Close look on cholera

Cholera is a severe diarrheal illness that can be deadly if not treated. With the advancements in modern hygiene such as clean drinking water and sanitation systems, the disease is considered rare in developed countries.

Even though cholera can be prevented and treated, it is still considered as a public health issue in countries where sanitation systems and hygienic practices are not properly established.

How cholera spreads

The transmission of the disease occurs via consumption of water that has been contaminated by feces from an infected individual. Take note that being infected with cholera can occur via drinking contaminated water or eating foods that have been washed with or made with contaminated water.

This form of water-borne diffusion is prevalent in areas with meager sewage systems and impure drinking water. The foodborne transmission can also occur once an individual eats raw or poorly cooked shellfish.

Who are at risk?

Cholera

Within 6 hours up to 5 days of exposure, the symptoms can range from minor or asymptomatic to a severe disease that is characterized by substantial volumes of explosive watery diarrhea, leg cramping and vomiting.

There are several reported cases of outbreaks of cholera is various parts of the globe. The outbreaks are oftentimes replaced to displacements of individuals who do not have access to toilets or safe sources of water.

Most cases are often triggered by outbreaks. Individuals who live or travel to emerging countries including South America, Asia and Africa might be at risk for cholera.

Signs and symptoms

Within 6 hours up to 5 days of exposure, the symptoms can range from minor or asymptomatic to a severe disease that is characterized by substantial volumes of explosive watery diarrhea, leg cramping and vomiting.

Due to the rapid fluid loss, severe dehydration and shock can set in. The indications of dehydration include sunken eyes, loss of skin plasticity, low blood pressure, rapid heartbeat and weight loss. Shock occurs due to the collapse of the circulatory system.

Diagnosis

The clinical indications of copious watery diarrhea are used to come up with a diagnosis. A “cholera cot” is a cot built with an opening to let fecal matter drain into a bucket. This is utilized to determine the volume of stool that is lost and fluid replacement requirements.

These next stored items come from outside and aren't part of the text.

//! `codescan submit`: the boundary the reference's FastAPI `/api/scan`
//! handler occupied. Reads a local directory's files, stores them as blobs,
//! writes the Scan+File rows, and emits exactly one `submitted` event — in
//! that order, matching the ingress contract (spec.md §6): the bus emit is
//! the last thing that happens, and a failure before it marks the scan
//! FAILED instead of leaving it stuck PENDING.

use std::path::Path;

use anyhow::{bail, Context, Result};
use chrono::Utc;
use codescan_ids::ScanId;
use codescan_protocol::idempotency::submitted_key;
use codescan_protocol::{
    Envelope, EventType, ScanStatus, SubmittedFileEntry, SubmittedPayload, SystemConfig,
};
use codescan_store::models::ScanParams;
use codescan_store::{blob, BlobStore, DbPool};
use sha2::{Digest, Sha256};
use uuid::Uuid;

fn language_from_filename(filename: &str) -> Option<&'static str> {
    let ext = Path::new(filename).extension()?.to_str()?.to_lowercase();
    Some(match ext.as_str() {
        "py" => "python",
        "js" => "javascript",
        "ts" => "typescript",
        "java" => "java",
        "cpp" | "cc" | "cxx" => "cpp",
        "c" => "c",
        "cs" => "csharp",
        "go" => "go",
        "rb" => "ruby",
        "php" => "php",
        "rs" => "rust",
        "swift" => "swift",
        _ => return None,
    })
}

/// Submit every regular file directly under `dir` as one scan. Returns the
/// new scan id. Requires at least two files, same as the reference's
/// upload endpoint.
pub async fn submit_directory(
    pool: &DbPool,
    blobs: &dyn BlobStore,
    bus: &dyn codescan_bus::EventBus,
    config: &SystemConfig,
    dir: &Path,
) -> Result<ScanId> {
    let mut entries: Vec<_> = std::fs::read_dir(dir)
        .with_context(|| format!("read directory {}", dir.display()))?
        .filter_map(|e| e.ok())
        .filter(|e| e.path().is_file())
        .collect();
    entries.sort_by_key(|e| e.file_name());

    if entries.len() < 2 {
        bail!("upload at least 2 files (found {} in {})", entries.len(), dir.display());
    }

    let scan_id = ScanId::new();
    let correlation_id = Uuid::new_v4().to_string();
    let bucket = "scans";

    let mut params = ScanParams {
        correlation_id: correlation_id.clone(),
        created_at_iso: Utc::now().to_rfc3339(),
        ..Default::default()
    };

    let result = do_submit(
        pool,
        blobs,
        &scan_id,
        bucket,
        &entries,
        &mut params,
    )
    .await;

    let stored_files = match result {
        Ok(files) => files,
        Err(e) => {
            codescan_store::repository::insert_alert(
                pool,
                Some(scan_id.as_str()),
                "ingress",
                "UPLOAD_FAILED",
                &e.to_string(),
                &serde_json::json!({"scan_id": scan_id.as_str()}).to_string(),
            )
            .await
            .ok();
            codescan_store::repository::update_scan_status_progress(
                pool,
                scan_id.as_str(),
                Some(ScanStatus::Failed),
                None,
            )
            .await
            .ok();
            return Err(e);
        }
    };

    let payload = SubmittedPayload {
        scan_id: scan_id.as_str().to_string(),
        object_bucket: bucket.to_string(),
        files: stored_files,
        options: None,
        submitted_at_ms: Utc::now().timestamp_millis(),
    };
    let idempotency_key = submitted_key(scan_id.as_str(), &correlation_id);
    let envelope = Envelope::new(
        EventType::Submitted,
        scan_id.as_str(),
        &correlation_id,
        idempotency_key,
        Utc::now().timestamp_millis(),
        &payload,
    )?;

    if let Err(e) = bus.publish(&config.topics.submitted, &envelope).await {
        codescan_store::repository::insert_alert(
            pool,
            Some(scan_id.as_str()),
            "ingress",
            "KAFKA_PUBLISH_FAILED",
            &e.to_string(),
            &serde_json::json!({"topic": config.topics.submitted, "scan_id": scan_id.as_str()}).to_string(),
        )
        .await
        .ok();
        codescan_store::repository::append_scan_log(
            pool,
            scan_id.as_str(),
            &format!("bus publish failed: {e}"),
        )
        .await
        .ok();
        codescan_store::repository::update_scan_status_progress(
            pool,
            scan_id.as_str(),
            Some(ScanStatus::Failed),
            None,
        )
        .await
        .ok();
        bail!("failed to enqueue scan: {e}");
    }

    Ok(scan_id)
}

async fn do_submit(
    pool: &DbPool,
    blobs: &dyn BlobStore,
    scan_id: &ScanId,
    bucket: &str,
    entries: &[std::fs::DirEntry],
    params: &mut ScanParams,
) -> Result<Vec<SubmittedFileEntry>> {
    codescan_store::repository::create_scan(pool, scan_id.as_str(), ScanStatus::Pending, params)
        .await
        .context("create scan row")?;
    codescan_store::repository::append_scan_log(pool, scan_id.as_str(), "Scan created (PENDING)").await?;

    blobs.ensure_bucket(bucket).await?;

    let mut stored_files = Vec::with_capacity(entries.len());
    for entry in entries {
        let path = entry.path();
        let filename = entry.file_name().to_string_lossy().to_string();
        let raw = std::fs::read(&path).with_context(|| format!("read {}", path.display()))?;
        let size = raw.len() as i64;
        let checksum = {
            let mut hasher = Sha256::new();
            hasher.update(&raw);
            hasher
                .finalize()
                .iter()
                .map(|b| format!("{b:02x}"))
                .collect::<String>()
        };
        let object_key = blob::object_key(scan_id.as_str(), &filename);
        let content_type = blob::content_type_for(&filename);
        blobs.put(bucket, &object_key, &raw, content_type).await?;

        let language = language_from_filename(&filename);
        let file_id = codescan_store::repository::insert_file(
            pool,
            scan_id.as_str(),
            &filename,
            &object_key,
            &checksum,
            language,
            size,
        )
        .await?;

        stored_files.push(SubmittedFileEntry {
            file_id,
            filename,
            object_key,
            checksum,
            language: language.map(str::to_string),
            size,
        });
    }

    codescan_store::repository::append_scan_log(
        pool,
        scan_id.as_str(),
        &format!("Uploaded {} file(s)", stored_files.len()),
    )
    .await?;

    Ok(stored_files)
}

The laboratory tests include stool PCR, stool gram strain culture and dark field microscopy. An individual with cholera must start treatment even before diagnostic work-up.

Treatment

Since death from cholera is due to dehydration, the condition is managed with oral rehydration therapy which involves large volumes of water mixed with a blend of salts and sugar. There are prepacked mixtures available in the market.

In severe cases of cholera, administration of intravenous fluid is required. Antibiotics can shorten the conditions but oral rehydration therapy is still needed even if they are used. Anti-diarrheal medications are not used since they prevent flushing out of the bacteria from the body.